Work to complete
Below are the records. List every line holding the word "flat".

Records excerpted from a collection:
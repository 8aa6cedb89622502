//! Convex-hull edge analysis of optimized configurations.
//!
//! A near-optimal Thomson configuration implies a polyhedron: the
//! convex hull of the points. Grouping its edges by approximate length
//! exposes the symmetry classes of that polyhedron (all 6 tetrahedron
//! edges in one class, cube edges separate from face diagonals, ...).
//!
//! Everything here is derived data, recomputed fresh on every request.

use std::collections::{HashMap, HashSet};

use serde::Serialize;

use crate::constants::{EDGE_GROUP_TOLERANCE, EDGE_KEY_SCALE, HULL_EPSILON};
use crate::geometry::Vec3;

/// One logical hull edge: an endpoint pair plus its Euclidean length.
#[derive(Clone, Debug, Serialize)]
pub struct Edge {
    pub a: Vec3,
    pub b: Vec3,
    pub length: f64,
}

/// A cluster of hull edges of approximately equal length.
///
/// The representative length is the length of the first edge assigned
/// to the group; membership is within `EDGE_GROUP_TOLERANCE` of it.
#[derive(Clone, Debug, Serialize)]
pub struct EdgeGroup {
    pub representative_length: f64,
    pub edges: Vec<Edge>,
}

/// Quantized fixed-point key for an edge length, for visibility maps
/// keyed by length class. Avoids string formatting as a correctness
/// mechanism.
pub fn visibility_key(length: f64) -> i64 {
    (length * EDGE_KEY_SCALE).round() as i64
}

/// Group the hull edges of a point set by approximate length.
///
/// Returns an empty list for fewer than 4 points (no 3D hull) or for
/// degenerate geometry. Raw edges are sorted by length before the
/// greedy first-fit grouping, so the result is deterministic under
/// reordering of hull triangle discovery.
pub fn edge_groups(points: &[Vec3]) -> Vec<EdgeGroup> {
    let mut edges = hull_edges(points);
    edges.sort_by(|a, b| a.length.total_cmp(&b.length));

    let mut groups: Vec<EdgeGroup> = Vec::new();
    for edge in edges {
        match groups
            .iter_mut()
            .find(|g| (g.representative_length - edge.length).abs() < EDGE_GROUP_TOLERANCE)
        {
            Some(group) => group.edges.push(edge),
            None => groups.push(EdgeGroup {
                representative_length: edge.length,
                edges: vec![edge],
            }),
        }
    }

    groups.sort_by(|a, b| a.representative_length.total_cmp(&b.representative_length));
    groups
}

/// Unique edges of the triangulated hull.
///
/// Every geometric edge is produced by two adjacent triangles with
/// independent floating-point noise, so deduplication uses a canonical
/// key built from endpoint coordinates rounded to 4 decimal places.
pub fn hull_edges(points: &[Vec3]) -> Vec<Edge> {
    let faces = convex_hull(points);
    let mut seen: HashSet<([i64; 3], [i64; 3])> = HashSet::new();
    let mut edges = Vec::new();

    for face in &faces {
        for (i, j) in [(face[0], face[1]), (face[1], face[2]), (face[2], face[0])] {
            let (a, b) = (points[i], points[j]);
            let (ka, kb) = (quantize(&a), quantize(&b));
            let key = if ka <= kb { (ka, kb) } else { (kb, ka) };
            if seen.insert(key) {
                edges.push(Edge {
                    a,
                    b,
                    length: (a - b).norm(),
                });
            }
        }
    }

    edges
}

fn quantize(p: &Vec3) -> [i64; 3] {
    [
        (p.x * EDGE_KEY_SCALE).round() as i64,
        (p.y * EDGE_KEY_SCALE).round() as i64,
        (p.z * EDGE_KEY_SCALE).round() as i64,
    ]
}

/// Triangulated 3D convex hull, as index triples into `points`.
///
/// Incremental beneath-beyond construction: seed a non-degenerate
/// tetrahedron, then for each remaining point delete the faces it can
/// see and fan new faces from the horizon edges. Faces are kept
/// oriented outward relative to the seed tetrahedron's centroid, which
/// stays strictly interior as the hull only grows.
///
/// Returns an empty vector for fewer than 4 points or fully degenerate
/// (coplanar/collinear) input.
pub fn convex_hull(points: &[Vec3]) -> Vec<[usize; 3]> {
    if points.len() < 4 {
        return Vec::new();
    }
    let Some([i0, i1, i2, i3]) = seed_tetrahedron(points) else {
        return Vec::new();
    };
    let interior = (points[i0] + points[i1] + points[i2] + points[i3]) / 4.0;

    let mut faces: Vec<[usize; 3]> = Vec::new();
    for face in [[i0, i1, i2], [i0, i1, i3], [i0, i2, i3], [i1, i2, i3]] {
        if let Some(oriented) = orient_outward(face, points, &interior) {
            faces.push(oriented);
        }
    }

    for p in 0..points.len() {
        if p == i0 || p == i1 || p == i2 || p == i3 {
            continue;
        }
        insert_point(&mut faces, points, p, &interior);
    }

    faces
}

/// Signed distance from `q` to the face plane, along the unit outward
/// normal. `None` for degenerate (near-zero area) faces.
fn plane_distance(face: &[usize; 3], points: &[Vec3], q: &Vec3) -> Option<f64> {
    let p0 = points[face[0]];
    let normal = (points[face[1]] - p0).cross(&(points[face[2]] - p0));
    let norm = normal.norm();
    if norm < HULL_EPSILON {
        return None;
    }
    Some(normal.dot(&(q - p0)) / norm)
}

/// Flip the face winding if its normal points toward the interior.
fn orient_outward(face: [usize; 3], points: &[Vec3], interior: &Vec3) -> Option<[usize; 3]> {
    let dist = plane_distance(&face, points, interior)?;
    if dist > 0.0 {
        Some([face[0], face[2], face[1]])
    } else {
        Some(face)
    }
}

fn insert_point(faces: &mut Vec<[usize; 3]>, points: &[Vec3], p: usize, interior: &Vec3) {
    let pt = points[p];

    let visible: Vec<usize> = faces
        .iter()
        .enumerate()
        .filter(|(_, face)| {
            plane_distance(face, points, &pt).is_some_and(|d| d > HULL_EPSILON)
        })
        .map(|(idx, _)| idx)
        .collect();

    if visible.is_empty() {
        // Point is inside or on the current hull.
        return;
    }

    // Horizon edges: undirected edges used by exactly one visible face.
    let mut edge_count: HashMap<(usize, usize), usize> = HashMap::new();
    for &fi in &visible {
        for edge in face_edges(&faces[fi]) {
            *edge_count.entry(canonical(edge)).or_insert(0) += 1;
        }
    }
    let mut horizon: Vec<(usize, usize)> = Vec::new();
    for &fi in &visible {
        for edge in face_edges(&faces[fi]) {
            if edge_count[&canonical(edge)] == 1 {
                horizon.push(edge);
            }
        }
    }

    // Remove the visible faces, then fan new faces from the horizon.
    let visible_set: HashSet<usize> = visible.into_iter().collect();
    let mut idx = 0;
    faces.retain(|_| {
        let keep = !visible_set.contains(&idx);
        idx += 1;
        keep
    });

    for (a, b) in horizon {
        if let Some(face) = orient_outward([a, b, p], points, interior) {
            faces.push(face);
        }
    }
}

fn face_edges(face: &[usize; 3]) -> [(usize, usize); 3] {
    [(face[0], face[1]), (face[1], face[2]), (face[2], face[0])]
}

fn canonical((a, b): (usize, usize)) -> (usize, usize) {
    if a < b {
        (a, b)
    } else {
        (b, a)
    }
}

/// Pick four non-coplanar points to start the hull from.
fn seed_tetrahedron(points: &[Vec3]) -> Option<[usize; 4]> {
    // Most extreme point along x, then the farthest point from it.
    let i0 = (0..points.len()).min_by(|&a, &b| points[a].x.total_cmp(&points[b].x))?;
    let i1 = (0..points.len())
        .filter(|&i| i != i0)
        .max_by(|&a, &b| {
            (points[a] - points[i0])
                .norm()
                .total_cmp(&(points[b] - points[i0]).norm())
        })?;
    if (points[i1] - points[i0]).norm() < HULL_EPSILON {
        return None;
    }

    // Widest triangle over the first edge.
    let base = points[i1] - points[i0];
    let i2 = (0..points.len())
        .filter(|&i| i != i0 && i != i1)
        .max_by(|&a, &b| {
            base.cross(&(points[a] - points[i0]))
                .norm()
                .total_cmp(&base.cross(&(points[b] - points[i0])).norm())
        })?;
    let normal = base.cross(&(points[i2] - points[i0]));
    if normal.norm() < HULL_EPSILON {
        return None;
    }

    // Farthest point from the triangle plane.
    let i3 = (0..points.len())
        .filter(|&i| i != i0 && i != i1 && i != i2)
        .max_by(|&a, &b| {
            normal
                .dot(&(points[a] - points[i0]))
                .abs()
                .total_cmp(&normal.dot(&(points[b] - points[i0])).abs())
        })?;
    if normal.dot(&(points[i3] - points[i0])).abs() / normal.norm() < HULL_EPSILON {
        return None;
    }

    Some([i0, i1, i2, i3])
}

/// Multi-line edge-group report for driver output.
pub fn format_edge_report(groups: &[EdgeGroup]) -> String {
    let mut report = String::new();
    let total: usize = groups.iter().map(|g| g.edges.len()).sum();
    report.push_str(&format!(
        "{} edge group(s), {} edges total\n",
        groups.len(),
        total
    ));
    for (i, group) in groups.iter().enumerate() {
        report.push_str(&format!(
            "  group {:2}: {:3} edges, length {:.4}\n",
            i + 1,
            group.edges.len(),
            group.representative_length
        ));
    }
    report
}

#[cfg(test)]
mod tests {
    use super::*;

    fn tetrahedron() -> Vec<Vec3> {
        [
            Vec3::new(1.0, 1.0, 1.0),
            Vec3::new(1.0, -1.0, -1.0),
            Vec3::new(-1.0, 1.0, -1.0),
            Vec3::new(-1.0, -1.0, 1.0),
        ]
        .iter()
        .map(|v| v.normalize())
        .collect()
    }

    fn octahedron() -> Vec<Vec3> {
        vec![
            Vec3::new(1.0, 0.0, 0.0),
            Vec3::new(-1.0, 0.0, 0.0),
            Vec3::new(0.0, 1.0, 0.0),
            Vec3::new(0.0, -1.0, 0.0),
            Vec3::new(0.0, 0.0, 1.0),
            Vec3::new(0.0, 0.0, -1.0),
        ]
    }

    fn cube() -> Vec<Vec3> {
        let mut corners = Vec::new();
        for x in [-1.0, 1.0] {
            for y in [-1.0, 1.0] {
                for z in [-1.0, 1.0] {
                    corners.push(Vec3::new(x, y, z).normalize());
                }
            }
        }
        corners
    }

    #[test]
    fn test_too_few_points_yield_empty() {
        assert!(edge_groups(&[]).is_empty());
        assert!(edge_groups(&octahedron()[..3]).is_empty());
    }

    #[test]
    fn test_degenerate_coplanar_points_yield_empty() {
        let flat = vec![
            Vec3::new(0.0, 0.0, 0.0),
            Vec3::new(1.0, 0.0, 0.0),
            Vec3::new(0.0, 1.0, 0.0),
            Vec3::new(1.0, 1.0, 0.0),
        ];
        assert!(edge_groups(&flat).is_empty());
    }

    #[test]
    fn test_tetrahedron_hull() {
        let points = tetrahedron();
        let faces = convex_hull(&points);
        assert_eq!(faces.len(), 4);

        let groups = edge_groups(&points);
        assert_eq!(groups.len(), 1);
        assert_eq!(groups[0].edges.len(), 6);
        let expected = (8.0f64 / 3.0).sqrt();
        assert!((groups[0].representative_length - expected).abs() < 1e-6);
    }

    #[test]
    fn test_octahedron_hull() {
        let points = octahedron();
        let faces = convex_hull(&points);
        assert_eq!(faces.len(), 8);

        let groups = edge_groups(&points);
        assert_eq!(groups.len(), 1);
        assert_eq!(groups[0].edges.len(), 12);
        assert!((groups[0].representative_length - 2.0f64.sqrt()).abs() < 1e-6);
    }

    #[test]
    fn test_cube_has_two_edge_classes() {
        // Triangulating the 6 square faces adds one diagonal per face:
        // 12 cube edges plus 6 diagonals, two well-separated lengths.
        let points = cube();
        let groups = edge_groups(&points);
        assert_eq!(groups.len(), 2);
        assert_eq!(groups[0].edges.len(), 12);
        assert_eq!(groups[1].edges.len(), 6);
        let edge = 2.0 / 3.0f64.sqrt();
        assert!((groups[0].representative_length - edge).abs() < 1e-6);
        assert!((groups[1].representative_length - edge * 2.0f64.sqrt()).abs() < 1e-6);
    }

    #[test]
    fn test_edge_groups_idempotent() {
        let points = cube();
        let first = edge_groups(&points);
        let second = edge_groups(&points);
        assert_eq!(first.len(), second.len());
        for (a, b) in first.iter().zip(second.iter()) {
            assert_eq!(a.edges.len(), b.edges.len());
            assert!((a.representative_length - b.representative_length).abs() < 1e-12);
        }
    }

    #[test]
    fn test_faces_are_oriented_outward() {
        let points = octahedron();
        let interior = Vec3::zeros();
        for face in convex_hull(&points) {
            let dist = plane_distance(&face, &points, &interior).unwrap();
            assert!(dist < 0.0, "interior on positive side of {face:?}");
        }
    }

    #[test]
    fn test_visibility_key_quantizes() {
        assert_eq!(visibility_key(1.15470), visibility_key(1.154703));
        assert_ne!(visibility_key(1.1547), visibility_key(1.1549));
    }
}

...

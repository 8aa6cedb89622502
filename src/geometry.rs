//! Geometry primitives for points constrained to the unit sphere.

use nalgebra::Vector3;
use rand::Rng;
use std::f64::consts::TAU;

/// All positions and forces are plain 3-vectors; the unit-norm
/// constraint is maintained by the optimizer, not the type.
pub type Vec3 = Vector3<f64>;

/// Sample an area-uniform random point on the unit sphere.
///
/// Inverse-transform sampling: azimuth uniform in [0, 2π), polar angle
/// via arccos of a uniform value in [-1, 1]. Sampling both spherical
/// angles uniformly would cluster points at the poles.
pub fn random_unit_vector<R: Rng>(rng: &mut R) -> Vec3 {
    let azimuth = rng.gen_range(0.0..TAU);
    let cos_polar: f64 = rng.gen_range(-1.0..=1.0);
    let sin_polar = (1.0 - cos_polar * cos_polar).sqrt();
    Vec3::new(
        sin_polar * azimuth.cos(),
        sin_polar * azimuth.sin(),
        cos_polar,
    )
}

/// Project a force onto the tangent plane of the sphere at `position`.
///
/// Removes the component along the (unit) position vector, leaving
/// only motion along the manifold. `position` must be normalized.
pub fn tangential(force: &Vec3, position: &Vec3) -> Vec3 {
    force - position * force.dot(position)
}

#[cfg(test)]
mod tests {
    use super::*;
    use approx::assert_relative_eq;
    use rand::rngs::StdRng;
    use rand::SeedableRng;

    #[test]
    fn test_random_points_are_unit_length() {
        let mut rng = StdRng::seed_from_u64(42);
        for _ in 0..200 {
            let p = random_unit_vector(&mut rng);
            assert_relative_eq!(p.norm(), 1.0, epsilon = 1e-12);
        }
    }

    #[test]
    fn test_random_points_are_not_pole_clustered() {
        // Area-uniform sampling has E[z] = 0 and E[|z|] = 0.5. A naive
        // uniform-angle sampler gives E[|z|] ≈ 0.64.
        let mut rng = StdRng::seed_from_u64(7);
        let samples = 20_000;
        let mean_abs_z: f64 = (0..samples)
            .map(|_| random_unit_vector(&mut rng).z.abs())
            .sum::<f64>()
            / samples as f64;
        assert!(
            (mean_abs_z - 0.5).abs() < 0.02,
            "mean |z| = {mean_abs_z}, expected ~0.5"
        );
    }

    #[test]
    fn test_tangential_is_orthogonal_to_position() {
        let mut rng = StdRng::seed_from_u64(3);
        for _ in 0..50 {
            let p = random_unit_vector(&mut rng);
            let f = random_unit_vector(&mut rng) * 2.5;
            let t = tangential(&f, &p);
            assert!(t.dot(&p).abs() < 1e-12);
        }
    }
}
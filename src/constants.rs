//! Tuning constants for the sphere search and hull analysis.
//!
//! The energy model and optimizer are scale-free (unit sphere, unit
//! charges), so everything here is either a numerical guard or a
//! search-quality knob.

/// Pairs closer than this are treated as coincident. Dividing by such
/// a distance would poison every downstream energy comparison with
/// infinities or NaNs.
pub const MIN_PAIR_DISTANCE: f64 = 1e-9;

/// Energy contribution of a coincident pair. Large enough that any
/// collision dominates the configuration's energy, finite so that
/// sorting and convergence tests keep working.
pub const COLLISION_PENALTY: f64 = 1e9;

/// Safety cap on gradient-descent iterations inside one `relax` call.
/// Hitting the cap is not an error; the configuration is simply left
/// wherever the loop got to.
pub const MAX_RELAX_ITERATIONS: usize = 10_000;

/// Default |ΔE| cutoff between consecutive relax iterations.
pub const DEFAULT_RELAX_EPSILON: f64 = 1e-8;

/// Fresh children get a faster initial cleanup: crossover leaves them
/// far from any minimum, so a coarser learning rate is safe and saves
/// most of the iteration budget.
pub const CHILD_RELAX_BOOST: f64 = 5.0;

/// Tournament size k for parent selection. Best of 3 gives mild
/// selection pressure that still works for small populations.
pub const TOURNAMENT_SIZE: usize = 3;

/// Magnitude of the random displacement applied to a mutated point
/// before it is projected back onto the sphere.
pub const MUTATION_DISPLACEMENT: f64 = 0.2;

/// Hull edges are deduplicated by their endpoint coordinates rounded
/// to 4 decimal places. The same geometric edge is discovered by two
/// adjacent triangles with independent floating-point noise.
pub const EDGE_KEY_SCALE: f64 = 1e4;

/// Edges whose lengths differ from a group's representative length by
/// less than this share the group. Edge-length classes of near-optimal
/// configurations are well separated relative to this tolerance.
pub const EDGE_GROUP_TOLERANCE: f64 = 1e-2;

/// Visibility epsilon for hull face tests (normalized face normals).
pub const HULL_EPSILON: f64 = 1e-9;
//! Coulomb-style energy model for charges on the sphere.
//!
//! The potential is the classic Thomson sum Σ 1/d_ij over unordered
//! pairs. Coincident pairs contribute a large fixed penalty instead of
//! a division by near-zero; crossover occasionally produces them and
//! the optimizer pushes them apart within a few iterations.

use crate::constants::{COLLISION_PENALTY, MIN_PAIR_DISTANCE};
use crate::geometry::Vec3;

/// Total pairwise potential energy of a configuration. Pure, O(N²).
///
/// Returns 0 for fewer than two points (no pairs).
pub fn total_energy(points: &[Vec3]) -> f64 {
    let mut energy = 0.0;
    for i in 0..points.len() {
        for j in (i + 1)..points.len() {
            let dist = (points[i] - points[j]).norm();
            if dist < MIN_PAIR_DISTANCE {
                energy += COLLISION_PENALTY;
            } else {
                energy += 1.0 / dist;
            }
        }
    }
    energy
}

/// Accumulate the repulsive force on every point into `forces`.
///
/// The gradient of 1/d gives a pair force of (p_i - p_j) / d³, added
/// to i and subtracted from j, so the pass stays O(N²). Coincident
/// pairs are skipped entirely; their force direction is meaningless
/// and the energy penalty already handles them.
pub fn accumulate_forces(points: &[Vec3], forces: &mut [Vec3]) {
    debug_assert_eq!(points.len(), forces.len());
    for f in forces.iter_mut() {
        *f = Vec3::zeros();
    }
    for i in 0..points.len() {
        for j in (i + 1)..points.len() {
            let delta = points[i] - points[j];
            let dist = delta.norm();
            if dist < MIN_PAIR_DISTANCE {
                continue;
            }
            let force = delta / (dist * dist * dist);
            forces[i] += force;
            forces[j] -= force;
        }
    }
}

Result for this exercise
        let flat = vec![
        assert!(edge_groups(&flat).is_empty());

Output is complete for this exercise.